▸ Data items:
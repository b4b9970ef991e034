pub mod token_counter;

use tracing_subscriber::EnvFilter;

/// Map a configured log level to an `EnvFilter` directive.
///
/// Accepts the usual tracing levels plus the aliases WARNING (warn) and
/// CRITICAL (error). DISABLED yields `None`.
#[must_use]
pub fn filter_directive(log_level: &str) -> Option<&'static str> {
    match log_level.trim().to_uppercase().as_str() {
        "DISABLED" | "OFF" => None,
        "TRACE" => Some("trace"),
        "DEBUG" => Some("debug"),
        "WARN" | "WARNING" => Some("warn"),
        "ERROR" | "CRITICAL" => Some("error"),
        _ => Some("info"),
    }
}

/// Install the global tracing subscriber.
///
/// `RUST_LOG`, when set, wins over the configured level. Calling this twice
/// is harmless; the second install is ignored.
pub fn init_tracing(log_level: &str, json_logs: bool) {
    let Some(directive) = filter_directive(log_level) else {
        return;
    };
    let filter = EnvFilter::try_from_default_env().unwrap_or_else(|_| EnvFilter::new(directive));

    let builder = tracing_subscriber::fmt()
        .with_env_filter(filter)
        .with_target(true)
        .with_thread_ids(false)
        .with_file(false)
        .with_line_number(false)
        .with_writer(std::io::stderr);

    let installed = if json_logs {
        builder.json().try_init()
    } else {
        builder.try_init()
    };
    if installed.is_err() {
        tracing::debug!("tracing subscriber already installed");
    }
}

...

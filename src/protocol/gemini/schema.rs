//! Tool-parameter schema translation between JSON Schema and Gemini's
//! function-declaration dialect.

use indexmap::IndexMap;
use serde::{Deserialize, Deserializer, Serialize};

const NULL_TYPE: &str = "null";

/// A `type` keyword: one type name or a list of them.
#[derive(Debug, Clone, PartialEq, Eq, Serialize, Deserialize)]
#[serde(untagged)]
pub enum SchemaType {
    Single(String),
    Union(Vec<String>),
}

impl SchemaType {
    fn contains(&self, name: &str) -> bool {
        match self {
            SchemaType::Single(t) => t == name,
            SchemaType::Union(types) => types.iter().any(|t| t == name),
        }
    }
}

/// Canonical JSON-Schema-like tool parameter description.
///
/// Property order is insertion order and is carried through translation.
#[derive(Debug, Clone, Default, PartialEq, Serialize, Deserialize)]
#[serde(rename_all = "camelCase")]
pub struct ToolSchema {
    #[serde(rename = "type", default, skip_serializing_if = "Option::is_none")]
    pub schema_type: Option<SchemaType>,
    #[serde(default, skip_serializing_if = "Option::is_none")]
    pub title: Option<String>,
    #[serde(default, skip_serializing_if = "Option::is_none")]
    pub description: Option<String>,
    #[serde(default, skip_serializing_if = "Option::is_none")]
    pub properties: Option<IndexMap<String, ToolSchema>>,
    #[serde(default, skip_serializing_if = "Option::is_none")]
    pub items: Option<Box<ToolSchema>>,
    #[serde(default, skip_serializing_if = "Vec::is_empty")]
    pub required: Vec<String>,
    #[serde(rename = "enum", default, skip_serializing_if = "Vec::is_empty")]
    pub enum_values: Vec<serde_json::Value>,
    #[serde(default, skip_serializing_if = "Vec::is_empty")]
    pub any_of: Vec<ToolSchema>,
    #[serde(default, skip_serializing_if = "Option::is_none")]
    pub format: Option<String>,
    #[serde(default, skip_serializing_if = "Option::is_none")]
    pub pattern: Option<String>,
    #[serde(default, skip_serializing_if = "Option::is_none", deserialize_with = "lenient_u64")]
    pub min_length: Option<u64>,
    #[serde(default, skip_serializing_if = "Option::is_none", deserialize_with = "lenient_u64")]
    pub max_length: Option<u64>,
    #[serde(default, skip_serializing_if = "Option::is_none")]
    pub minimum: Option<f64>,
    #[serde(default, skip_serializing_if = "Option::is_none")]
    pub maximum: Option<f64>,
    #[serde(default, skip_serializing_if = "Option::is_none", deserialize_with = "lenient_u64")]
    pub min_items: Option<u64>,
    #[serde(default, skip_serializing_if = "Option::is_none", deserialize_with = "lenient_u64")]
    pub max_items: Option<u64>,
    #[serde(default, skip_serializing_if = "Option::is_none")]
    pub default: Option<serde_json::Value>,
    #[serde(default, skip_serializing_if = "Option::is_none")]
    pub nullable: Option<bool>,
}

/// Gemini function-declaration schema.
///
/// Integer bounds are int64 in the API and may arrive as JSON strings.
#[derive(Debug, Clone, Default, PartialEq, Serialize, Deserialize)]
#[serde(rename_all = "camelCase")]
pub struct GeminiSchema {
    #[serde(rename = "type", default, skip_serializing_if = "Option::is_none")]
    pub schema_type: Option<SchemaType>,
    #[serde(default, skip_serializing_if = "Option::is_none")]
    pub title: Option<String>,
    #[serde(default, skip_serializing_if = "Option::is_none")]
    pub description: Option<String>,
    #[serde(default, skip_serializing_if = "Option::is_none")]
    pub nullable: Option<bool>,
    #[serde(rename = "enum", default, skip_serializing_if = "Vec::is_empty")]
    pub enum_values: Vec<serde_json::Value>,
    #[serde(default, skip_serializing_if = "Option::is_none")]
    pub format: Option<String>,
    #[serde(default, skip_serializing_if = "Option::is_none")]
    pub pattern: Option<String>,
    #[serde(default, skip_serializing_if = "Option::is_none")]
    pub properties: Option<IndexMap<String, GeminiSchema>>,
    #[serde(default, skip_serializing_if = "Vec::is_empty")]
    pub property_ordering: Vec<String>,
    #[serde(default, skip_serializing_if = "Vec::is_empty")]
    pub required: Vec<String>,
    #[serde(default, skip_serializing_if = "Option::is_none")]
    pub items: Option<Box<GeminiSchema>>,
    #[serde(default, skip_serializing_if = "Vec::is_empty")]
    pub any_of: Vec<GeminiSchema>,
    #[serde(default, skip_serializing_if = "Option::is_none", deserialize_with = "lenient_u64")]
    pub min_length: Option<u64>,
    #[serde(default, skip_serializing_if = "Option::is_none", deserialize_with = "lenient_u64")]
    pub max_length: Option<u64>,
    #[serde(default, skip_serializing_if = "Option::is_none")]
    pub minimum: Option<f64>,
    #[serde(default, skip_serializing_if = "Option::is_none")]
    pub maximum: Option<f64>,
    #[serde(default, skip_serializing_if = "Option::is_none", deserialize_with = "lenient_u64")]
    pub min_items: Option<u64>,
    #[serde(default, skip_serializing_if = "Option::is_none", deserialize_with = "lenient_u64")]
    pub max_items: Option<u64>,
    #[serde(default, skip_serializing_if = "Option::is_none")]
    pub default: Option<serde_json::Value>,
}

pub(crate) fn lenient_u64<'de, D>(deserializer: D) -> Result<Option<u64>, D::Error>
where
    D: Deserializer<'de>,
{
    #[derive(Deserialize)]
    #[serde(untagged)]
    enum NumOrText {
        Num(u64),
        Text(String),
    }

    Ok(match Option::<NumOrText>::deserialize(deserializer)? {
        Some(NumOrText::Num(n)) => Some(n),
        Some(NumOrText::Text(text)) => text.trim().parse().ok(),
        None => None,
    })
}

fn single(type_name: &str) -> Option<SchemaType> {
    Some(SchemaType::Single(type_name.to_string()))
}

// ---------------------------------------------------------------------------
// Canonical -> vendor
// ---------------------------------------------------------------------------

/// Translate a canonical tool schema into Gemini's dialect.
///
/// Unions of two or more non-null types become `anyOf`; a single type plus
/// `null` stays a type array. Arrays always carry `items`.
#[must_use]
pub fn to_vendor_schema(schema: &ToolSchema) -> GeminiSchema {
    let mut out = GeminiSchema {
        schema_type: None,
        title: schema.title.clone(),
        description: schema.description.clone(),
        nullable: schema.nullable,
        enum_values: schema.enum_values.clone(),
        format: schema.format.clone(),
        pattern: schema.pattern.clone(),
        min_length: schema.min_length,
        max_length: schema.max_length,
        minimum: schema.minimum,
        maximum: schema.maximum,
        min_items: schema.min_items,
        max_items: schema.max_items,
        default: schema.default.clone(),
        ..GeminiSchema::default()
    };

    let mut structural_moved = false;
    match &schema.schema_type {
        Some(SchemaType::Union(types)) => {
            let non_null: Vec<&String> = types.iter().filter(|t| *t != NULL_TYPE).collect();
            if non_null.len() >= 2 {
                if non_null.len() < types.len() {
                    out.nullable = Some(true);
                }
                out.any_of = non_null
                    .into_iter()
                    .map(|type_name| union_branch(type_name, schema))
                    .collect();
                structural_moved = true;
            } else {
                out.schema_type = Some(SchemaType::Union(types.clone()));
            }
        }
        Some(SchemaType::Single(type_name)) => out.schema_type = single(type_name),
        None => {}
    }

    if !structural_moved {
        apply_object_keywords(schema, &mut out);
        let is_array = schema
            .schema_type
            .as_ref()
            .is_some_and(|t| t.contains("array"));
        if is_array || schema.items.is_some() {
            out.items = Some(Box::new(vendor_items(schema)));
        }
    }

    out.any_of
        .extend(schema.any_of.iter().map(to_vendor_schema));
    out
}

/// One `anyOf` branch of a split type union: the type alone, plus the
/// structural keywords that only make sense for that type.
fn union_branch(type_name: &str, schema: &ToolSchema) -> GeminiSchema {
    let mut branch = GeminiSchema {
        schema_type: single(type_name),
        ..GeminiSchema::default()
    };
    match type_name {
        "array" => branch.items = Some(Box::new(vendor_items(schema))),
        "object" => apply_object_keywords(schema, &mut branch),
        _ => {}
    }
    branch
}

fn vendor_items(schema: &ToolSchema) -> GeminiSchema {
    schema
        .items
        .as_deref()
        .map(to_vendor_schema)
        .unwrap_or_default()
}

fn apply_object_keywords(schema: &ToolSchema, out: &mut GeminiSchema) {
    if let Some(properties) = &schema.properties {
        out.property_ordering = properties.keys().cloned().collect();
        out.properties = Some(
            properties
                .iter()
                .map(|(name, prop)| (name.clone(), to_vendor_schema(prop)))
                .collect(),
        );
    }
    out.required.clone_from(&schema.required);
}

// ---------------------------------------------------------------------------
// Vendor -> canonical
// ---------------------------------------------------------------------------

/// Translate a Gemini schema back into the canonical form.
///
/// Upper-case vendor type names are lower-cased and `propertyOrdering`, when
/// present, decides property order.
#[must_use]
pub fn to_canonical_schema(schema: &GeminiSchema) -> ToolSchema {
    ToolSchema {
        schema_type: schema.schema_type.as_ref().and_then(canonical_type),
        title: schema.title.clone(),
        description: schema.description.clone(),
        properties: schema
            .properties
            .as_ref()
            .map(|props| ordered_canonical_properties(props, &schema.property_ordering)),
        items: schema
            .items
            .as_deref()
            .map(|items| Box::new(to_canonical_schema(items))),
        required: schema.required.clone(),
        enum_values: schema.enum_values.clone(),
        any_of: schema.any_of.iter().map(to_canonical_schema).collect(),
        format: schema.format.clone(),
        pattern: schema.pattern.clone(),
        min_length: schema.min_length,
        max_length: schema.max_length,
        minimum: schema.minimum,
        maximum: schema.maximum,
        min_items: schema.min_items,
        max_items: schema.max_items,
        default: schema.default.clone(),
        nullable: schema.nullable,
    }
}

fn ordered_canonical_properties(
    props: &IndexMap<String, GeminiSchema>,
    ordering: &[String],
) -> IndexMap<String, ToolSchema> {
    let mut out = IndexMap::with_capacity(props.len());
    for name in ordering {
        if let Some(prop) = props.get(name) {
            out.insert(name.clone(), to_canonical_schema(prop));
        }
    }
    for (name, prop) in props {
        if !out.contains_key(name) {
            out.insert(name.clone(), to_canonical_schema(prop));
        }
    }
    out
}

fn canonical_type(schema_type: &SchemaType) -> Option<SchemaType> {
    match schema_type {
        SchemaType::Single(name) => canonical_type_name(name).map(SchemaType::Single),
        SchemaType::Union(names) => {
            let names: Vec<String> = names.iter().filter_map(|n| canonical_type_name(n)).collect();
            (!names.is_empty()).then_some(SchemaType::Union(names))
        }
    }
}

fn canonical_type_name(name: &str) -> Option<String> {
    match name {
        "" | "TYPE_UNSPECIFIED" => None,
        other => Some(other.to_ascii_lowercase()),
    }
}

▸ WHAT THE EXERCISE ASKS: Go through the data and return each line where the word "required" appears.

▸ RESULT OF THIS EXERCISE:
    pub required: Vec<String>,
    pub required: Vec<String>,
    out.required.clone_from(&schema.required);
        required: schema.required.clone(),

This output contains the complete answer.